April 09, 2020 at 01:55 PM
4 minute read
The original version of this story was published on Law.com
Law school clinics and programs across the country, including New York's Fordham University School of Law and Cornell Law School, have pivoted in recent weeks to focus on legal matters involving COVID-19—even as their own operations have transformed from in-person to online formats.
Their efforts involve advocating to protect the health of prison inmates and immigrant families in detention, executing wills remotely, helping small businesses buffeted by the crisis and much more.
"No matter what your subject matter is, there are COVID-related issues, so you don't need to start a COVID clinic," said Michael W. Martin, the director of clinics at Fordham Law. "In many ways, the COVID issues will come to you regardless of what you're doing because it's affecting society on such a plenary level."
Here's a sampling of how New York law school clinics and students are pitching in.
Fordham University School of Law
As coronavirus became a serious threat in U.S., Fordham's Federal Litigation Clinic sprang into action. The three professors and 12 students in the clinic immediately began reaching out to clients in prison, as well as their families, to determine whether they have any underlying conditions that make them especially vulnerable to the COVID-19. That work has been made all the more difficult as prisons have closed to all visitors, including lawyers, and prisoners have had increasingly less access to phone calls, said clinic director Michael W. Martin.
"COVID, in and of itself, has not been deemed worthy of emptying the prisons," Martin said in an interview Thursday. "You are going to need COVID-plus, which goes to increased susceptibility for a particular person, or the circumstances are such that the person is so close to release that we should consider releasing they early."
Since then, the clinic—like other federal litigation clinics—has been petitioning for bail, compassionate release, or early release for at-risk clients.
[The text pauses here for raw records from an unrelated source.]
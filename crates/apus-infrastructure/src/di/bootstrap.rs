//! Registry Bootstrap - Production and Test Profiles
//!
//! A profile is a complete set of registrations. Exactly one is active at a
//! time: applying a profile always starts from empty tables, so production
//! bindings never leak into a test run.
//!
//! ```text
//! AppConfig → ProductionProfile ─┐
//!                                 ├─ register(&Registry) → instances + factories
//! Fakes     → TestProfile ───────┘
//! ```
//!
//! ## Usage
//!
//! ```rust,ignore
//! // Production: built once at startup, re-run by `reset`
//! let (registry, device) = init_registry(config);
//!
//! // Tests: swap everything for recording fakes
//! let profile = TestProfile::default();
//! registry.apply_profile(&profile);
//! assert!(profile.fakes().haptics.events().is_empty());
//! ```

use std::sync::Arc;

use apus_domain::ports::{
    BarcodeDetector, CameraManager, ContourDetector, DetectionResultsStore, ErrorReporter,
    HapticFeedback, ImageClassifier, ObjectDetector, PermissionService, PhotoLibraryService,
    TextRecognizer, UnifiedObjectDetector,
};
use apus_domain::value_objects::AppSettings;
use tracing::info;

use super::registry::Registry;
use crate::config::AppConfig;
use crate::fakes::{
    FakeBarcodeDetector, FakeCameraManager, FakeContourDetector, FakeDetectionResults,
    FakeErrorReporter, FakeHaptics, FakeImageClassifier, FakeObjectDetector,
    FakePermissionService, FakePhotoLibrary, FakeTextRecognizer, FakeUnifiedObjectDetector,
};
use crate::providers::{
    CaptureDevice, CatalogImageClassifier, CatalogObjectDetector, DirectoryPhotoLibrary,
    ErrorSlot, GrantTable, InMemoryDetectionResults, NullBarcodeDetector, NullContourDetector,
    NullObjectDetector, NullTextRecognizer, PolicyPermissionService, PresentingErrorReporter,
    SessionCameraManager, TracingHaptics,
};

/// A complete set of registrations
pub trait Profile: Send + Sync {
    /// Short name used in logs
    fn name(&self) -> &'static str;

    /// Register every capability of the profile into `registry`
    ///
    /// Callers clear the registry first; implementations only add.
    fn register(&self, registry: &Registry);
}

// ============================================================================
// Production Profile
// ============================================================================

/// Production capability providers, registered as factories
///
/// Configuration, settings and the detection results history are pinned as
/// instances. Providers fronting
/// process-unique platform state (the permission grants, the presented
/// error) get fresh values per resolve that share one backing store created
/// when the profile is registered.
///
/// The capture device outlives registrations: the host feeds frames into it
/// through [`capture_device`](Self::capture_device), and registering powers
/// it off instead of replacing it.
#[derive(Debug, Clone)]
pub struct ProductionProfile {
    config: Arc<AppConfig>,
    device: Arc<CaptureDevice>,
}

impl ProductionProfile {
    pub fn new(config: AppConfig) -> Self {
        let device = Arc::new(CaptureDevice::new(&config.camera));
        Self {
            config: Arc::new(config),
            device,
        }
    }

    pub fn config(&self) -> &AppConfig {
        &self.config
    }

    pub fn capture_device(&self) -> Arc<CaptureDevice> {
        Arc::clone(&self.device)
    }
}

impl Default for ProductionProfile {
    fn default() -> Self {
        Self::new(AppConfig::default())
    }
}

impl Profile for ProductionProfile {
    fn name(&self) -> &'static str {
        "production"
    }

    fn register(&self, registry: &Registry) {
        let config = Arc::clone(&self.config);

        registry.register_instance::<AppConfig>(Arc::clone(&config));
        registry.register_instance::<AppSettings>(Arc::new(AppSettings::new(
            config.settings.object_detection_enabled,
        )));
        registry.register_instance::<dyn DetectionResultsStore>(Arc::new(
            InMemoryDetectionResults::new(config.detection.max_results_per_category),
        ));

        // Camera and vision
        self.device.power_off();
        let device = Arc::clone(&self.device);
        registry.register_factory::<dyn CameraManager, _>(move || {
            Arc::new(SessionCameraManager::new(Arc::clone(&device)))
        });
        registry.register_factory::<dyn ObjectDetector, _>(|| Arc::new(NullObjectDetector));
        registry
            .register_factory::<dyn ImageClassifier, _>(|| Arc::new(CatalogImageClassifier::new()));
        registry.register_factory::<dyn ContourDetector, _>(|| Arc::new(NullContourDetector));
        registry.register_factory::<dyn TextRecognizer, _>(|| Arc::new(NullTextRecognizer));
        let framework = config.detection.framework;
        registry.register_factory::<dyn UnifiedObjectDetector, _>(move || {
            Arc::new(CatalogObjectDetector::new(framework))
        });
        registry.register_factory::<dyn BarcodeDetector, _>(|| Arc::new(NullBarcodeDetector));
        registry.register_factory::<dyn HapticFeedback, _>(|| Arc::new(TracingHaptics));

        // Services
        let grants = Arc::new(GrantTable::from_config(&config.permissions));
        registry.register_factory::<dyn PermissionService, _>(move || {
            Arc::new(PolicyPermissionService::new(Arc::clone(&grants)))
        });

        let weak = registry.downgrade();
        let directory = config.photo_library.directory.clone();
        registry.register_factory::<dyn PhotoLibraryService, _>(move || {
            let permissions = weak.resolve::<dyn PermissionService>();
            Arc::new(DirectoryPhotoLibrary::new(directory.clone(), permissions))
        });

        let weak = registry.downgrade();
        let slot = Arc::new(ErrorSlot::default());
        registry.register_factory::<dyn ErrorReporter, _>(move || {
            let permissions = weak.resolve::<dyn PermissionService>();
            Arc::new(PresentingErrorReporter::new(Arc::clone(&slot), permissions))
        });

        info!(
            instances = registry.instance_count(),
            factories = registry.factory_count(),
            "Production profile registered"
        );
    }
}

// ============================================================================
// Test Profile
// ============================================================================

/// Recording fakes for every well-known capability
///
/// The same `Arc`s are registered as instances, so tests can inspect what
/// consumers did through these handles.
#[derive(Debug, Clone, Default)]
pub struct Fakes {
    pub camera: Arc<FakeCameraManager>,
    pub object_detector: Arc<FakeObjectDetector>,
    pub image_classifier: Arc<FakeImageClassifier>,
    pub contour_detector: Arc<FakeContourDetector>,
    pub text_recognizer: Arc<FakeTextRecognizer>,
    pub unified_detector: Arc<FakeUnifiedObjectDetector>,
    pub barcode_detector: Arc<FakeBarcodeDetector>,
    pub detection_results: Arc<FakeDetectionResults>,
    pub haptics: Arc<FakeHaptics>,
    pub permissions: Arc<FakePermissionService>,
    pub photo_library: Arc<FakePhotoLibrary>,
    pub error_reporter: Arc<FakeErrorReporter>,
    pub settings: Arc<AppSettings>,
}

/// Fakes registered as singleton instances
#[derive(Debug, Clone, Default)]
pub struct TestProfile {
    fakes: Fakes,
}

impl TestProfile {
    pub fn new(fakes: Fakes) -> Self {
        Self { fakes }
    }

    pub fn fakes(&self) -> &Fakes {
        &self.fakes
    }
}

impl Profile for TestProfile {
    fn name(&self) -> &'static str {
        "test"
    }

    fn register(&self, registry: &Registry) {
        let fakes = &self.fakes;
        registry.register_instance::<AppConfig>(Arc::new(AppConfig::default()));
        registry.register_instance::<AppSettings>(Arc::clone(&fakes.settings));
        registry.register_instance::<dyn CameraManager>(fakes.camera.clone());
        registry.register_instance::<dyn ObjectDetector>(fakes.object_detector.clone());
        registry.register_instance::<dyn ImageClassifier>(fakes.image_classifier.clone());
        registry.register_instance::<dyn ContourDetector>(fakes.contour_detector.clone());
        registry.register_instance::<dyn TextRecognizer>(fakes.text_recognizer.clone());
        registry.register_instance::<dyn UnifiedObjectDetector>(fakes.unified_detector.clone());
        registry.register_instance::<dyn BarcodeDetector>(fakes.barcode_detector.clone());
        registry
            .register_instance::<dyn DetectionResultsStore>(fakes.detection_results.clone());
        registry.register_instance::<dyn HapticFeedback>(fakes.haptics.clone());
        registry.register_instance::<dyn PermissionService>(fakes.permissions.clone());
        registry.register_instance::<dyn PhotoLibraryService>(fakes.photo_library.clone());
        registry.register_instance::<dyn ErrorReporter>(fakes.error_reporter.clone());
    }
}

/// Build the application registry from configuration
///
/// The production profile runs immediately and again on every `reset`. The
/// returned device is the one every resolved `CameraManager` drives.
pub fn init_registry(config: AppConfig) -> (Registry, Arc<CaptureDevice>) {
    let profile = Arc::new(ProductionProfile::new(config));
    let device = profile.capture_device();
    let registry = Registry::with_profile(profile);
    info!(
        capabilities = registry.capabilities().len(),
        "Capability registry initialized"
    );
    (registry, device)
}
Part of that work involves reaching out to prosecutors to determine whether or not they will oppose those measures. The clinic has enjoyed some early success in those efforts.
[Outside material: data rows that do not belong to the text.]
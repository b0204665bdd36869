//! User-adjustable application settings

use std::sync::atomic::{AtomicBool, Ordering};

/// Shared application settings
///
/// Registered as a singleton instance so every consumer observes the same
/// toggles.
#[derive(Debug)]
pub struct AppSettings {
    object_detection_enabled: AtomicBool,
    default_object_detection: bool,
}

impl AppSettings {
    pub fn new(object_detection_enabled: bool) -> Self {
        Self {
            object_detection_enabled: AtomicBool::new(object_detection_enabled),
            default_object_detection: object_detection_enabled,
        }
    }

    pub fn is_object_detection_enabled(&self) -> bool {
        self.object_detection_enabled.load(Ordering::Acquire)
    }

    pub fn set_object_detection_enabled(&self, enabled: bool) {
        self.object_detection_enabled
            .store(enabled, Ordering::Release);
    }

    pub fn reset_to_defaults(&self) {
        self.set_object_detection_enabled(self.default_object_detection);
    }
}

impl Default for AppSettings {
    fn default() -> Self {
        Self::new(true)
    }
}
//! Fake detection results store

use std::sync::Mutex;

use apus_domain::ports::DetectionResultsStore;
use apus_domain::value_objects::{
    ClassificationResult, DetectedObject, DetectedText, DetectionCategory, Image,
    StoredClassificationResult, StoredObjectDetectionResult, StoredOcrResult,
};
use uuid::Uuid;

use super::lock;
use crate::providers::InMemoryDetectionResults;

/// Results store that keeps results in memory and records every mutation
#[derive(Debug, Default)]
pub struct FakeDetectionResults {
    store: InMemoryDetectionResults,
    saved: Mutex<Vec<DetectionCategory>>,
    cleared: Mutex<Vec<DetectionCategory>>,
}

impl FakeDetectionResults {
    /// Categories saved into, in order
    pub fn saved(&self) -> Vec<DetectionCategory> {
        lock(&self.saved).clone()
    }

    /// Categories cleared, in order
    pub fn cleared(&self) -> Vec<DetectionCategory> {
        lock(&self.cleared).clone()
    }
}

impl DetectionResultsStore for FakeDetectionResults {
    fn save_ocr_result(&self, texts: Vec<DetectedText>, image: &Image) -> Uuid {
        lock(&self.saved).push(DetectionCategory::Ocr);
        self.store.save_ocr_result(texts, image)
    }

    fn save_object_detection_result(&self, objects: Vec<DetectedObject>, image: &Image) -> Uuid {
        lock(&self.saved).push(DetectionCategory::ObjectDetection);
        self.store.save_object_detection_result(objects, image)
    }

    fn save_classification_result(
        &self,
        results: Vec<ClassificationResult>,
        image: &Image,
    ) -> Uuid {
        lock(&self.saved).push(DetectionCategory::Classification);
        self.store.save_classification_result(results, image)
    }

    fn ocr_results(&self) -> Vec<StoredOcrResult> {
        self.store.ocr_results()
    }

    fn object_detection_results(&self) -> Vec<StoredObjectDetectionResult> {
        self.store.object_detection_results()
    }

    fn classification_results(&self) -> Vec<StoredClassificationResult> {
        self.store.classification_results()
    }

    fn delete_result(&self, category: DetectionCategory, id: Uuid) -> bool {
        self.store.delete_result(category, id)
    }

    fn clear(&self, category: DetectionCategory) {
        lock(&self.cleared).push(category);
        self.store.clear(category);
    }

    fn results_count(&self, category: DetectionCategory) -> usize {
        self.store.results_count(category)
    }
}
"There is no question that our students are engaged in this topic," Martin said. "They are trying to get people out of prison and they feel like life and death is at stake."
Cornell Law School
Cornell law school's clinics are tackling myriad legal aspects of the coronavirus outbreak, from helping business owners and advocating for the release of immigrant families held in detention.
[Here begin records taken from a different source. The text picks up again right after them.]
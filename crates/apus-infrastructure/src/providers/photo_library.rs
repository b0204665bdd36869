//! Photo library provider backed by a directory

use std::fs;
use std::path::PathBuf;
use std::sync::Arc;

use apus_domain::ports::{PermissionService, PhotoLibraryService};
use apus_domain::value_objects::{Image, PermissionKind, PermissionStatus, PhotoLibraryError};
use chrono::Utc;
use tracing::{info, warn};
use uuid::Uuid;

use crate::constants::PHOTO_FILE_EXTENSION;

/// Writes raw image bytes into a directory
///
/// Access is gated on the photo library permission held by the resolved
/// [`PermissionService`].
#[derive(Clone)]
pub struct DirectoryPhotoLibrary {
    directory: PathBuf,
    permissions: Arc<dyn PermissionService>,
}

impl DirectoryPhotoLibrary {
    pub fn new(directory: PathBuf, permissions: Arc<dyn PermissionService>) -> Self {
        Self {
            directory,
            permissions,
        }
    }

    pub fn directory(&self) -> &PathBuf {
        &self.directory
    }

    fn file_name() -> String {
        format!(
            "IMG_{}_{}.{PHOTO_FILE_EXTENSION}",
            Utc::now().format("%Y%m%d_%H%M%S"),
            Uuid::new_v4().simple()
        )
    }
}

impl std::fmt::Debug for DirectoryPhotoLibrary {
    fn fmt(&self, f: &mut std::fmt::Formatter<'_>) -> std::fmt::Result {
        f.debug_struct("DirectoryPhotoLibrary")
            .field("directory", &self.directory)
            .finish_non_exhaustive()
    }
}

impl PhotoLibraryService for DirectoryPhotoLibrary {
    fn request_permission(&self) -> bool {
        self.permissions
            .request_permission(PermissionKind::PhotoLibrary)
            .is_authorized()
    }

    fn save_image(&self, image: &Image) -> Result<PathBuf, PhotoLibraryError> {
        if !self.permission_status().is_authorized() {
            warn!("Photo library save refused, permission not granted");
            return Err(PhotoLibraryError::PermissionDenied);
        }

        fs::create_dir_all(&self.directory)
            .map_err(|err| PhotoLibraryError::SaveFailed(err.to_string()))?;
        let path = self.directory.join(Self::file_name());
        fs::write(&path, image.data()).map_err(|err| PhotoLibraryError::SaveFailed(err.to_string()))?;

        info!(path = %path.display(), bytes = image.data().len(), "Image saved");
        Ok(path)
    }

    fn permission_status(&self) -> PermissionStatus {
        self.permissions
            .permission_status(PermissionKind::PhotoLibrary)
    }
}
The work of the school's Estate Planning Practicum is especially timely, given the mounting death toll of COVID-19. The practicum's three adjunct professors and students scrambled to create a system to execute wills remotely for low-income clients in Tompkins County, where Cornell is located. Not only can clients not come in person to the clinic, but the professors and students are now scattered across the country with the university shut down.
"They could have said, 'Sorry, we can't finish your will and we'll call you when this is all over,'" said Beth Lyon, the school's clinical director. "But they know that having a will is especially important at a time like this, so the faculty, students and community partners are bending over backward to get this done. As lawyers and lawyers in training, we have a privilege and a special responsibility to extend our efforts to mitigate inequality as this crisis unfolds."